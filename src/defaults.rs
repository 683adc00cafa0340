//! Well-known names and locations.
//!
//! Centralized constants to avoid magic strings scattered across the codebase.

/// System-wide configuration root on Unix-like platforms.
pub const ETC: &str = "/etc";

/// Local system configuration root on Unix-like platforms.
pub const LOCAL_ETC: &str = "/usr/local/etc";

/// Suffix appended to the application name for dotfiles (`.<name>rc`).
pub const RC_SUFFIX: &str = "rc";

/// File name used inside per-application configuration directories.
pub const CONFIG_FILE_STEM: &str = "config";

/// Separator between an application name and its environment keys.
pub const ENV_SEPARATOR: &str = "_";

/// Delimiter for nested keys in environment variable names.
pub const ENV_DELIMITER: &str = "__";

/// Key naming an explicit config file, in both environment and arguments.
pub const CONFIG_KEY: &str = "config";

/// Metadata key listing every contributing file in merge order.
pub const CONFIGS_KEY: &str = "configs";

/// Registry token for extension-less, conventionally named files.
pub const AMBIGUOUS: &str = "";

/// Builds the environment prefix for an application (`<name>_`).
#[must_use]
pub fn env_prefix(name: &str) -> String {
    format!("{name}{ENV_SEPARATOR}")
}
◇ ◇ ◇ ◇
_TASK DIRECTIONS_
Search the entries for the word "root". Copy every line where it occurs.

_ANSWER SPACE_
/// System-wide configuration root on Unix-like platforms.
/// Local system configuration root on Unix-like platforms.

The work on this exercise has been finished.